**Requirement**. Retype the line containing "pub fn is_dark(self)" and each later line through the end of the listing, exactly as written, with no other lines.

**Data listing**.
▬▬▬

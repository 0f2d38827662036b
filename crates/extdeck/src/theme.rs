//! Light/dark theme preference.

/// CSS class set on the document body while the dark theme is active.
pub const DARK_THEME_CLASS: &str = "darkmode";

#[derive(Debug, Clone, Copy, PartialEq, Eq, Default)]
pub enum Theme {
    #[default]
    Light,
    Dark,
}

impl Theme {
    pub fn toggled(self) -> Self {
        match self {
            Theme::Light => Theme::Dark,
            Theme::Dark => Theme::Light,
        }
    }

    pub fn is_dark(self) -> bool {
        self == Theme::Dark
    }

    /// The value written to storage.
    pub fn as_str(self) -> &'static str {
        match self {
            Theme::Light => "light",
            Theme::Dark => "dark",
        }
    }

    /// Reads a stored preference. Accepts the bare word and a JSON string;
    /// anything unrecognized is light.
    pub fn from_stored(value: &str) -> Self {
        let value = value.trim();
        let value = value
            .strip_prefix('"')
            .and_then(|value| value.strip_suffix('"'))
            .unwrap_or(value);
        if value == "dark" { Theme::Dark } else { Theme::Light }
    }
}

#[cfg(test)]
mod tests {
    use super::*;

    #[test]
    fn stored_values() {
        assert_eq!(Theme::from_stored("dark"), Theme::Dark);
        assert_eq!(Theme::from_stored("\"dark\""), Theme::Dark);
        assert_eq!(Theme::from_stored("light"), Theme::Light);
        assert_eq!(Theme::from_stored("DARK"), Theme::Light);
        assert_eq!(Theme::from_stored(""), Theme::Light);
    }

    #[test]
    fn toggling_twice_is_identity() {
        assert_eq!(Theme::Dark.toggled(), Theme::Light);
        assert_eq!(Theme::Light.toggled().toggled(), Theme::Light);
    }
}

▬▬▬

**Task answer**.
    pub fn is_dark(self) -> bool {
        self == Theme::Dark
    }

    /// The value written to storage.
    pub fn as_str(self) -> &'static str {
        match self {
            Theme::Light => "light",
            Theme::Dark => "dark",
        }
    }

    /// Reads a stored preference. Accepts the bare word and a JSON string;
    /// anything unrecognized is light.
    pub fn from_stored(value: &str) -> Self {
        let value = value.trim();
        let value = value
            .strip_prefix('"')
            .and_then(|value| value.strip_suffix('"'))
            .unwrap_or(value);
        if value == "dark" { Theme::Dark } else { Theme::Light }
    }
}

#[cfg(test)]
mod tests {
    use super::*;

    #[test]
    fn stored_values() {
        assert_eq!(Theme::from_stored("dark"), Theme::Dark);
        assert_eq!(Theme::from_stored("\"dark\""), Theme::Dark);
        assert_eq!(Theme::from_stored("light"), Theme::Light);
        assert_eq!(Theme::from_stored("DARK"), Theme::Light);
        assert_eq!(Theme::from_stored(""), Theme::Light);
    }

    #[test]
    fn toggling_twice_is_identity() {
        assert_eq!(Theme::Dark.toggled(), Theme::Light);
        assert_eq!(Theme::Light.toggled().toggled(), Theme::Light);
    }
}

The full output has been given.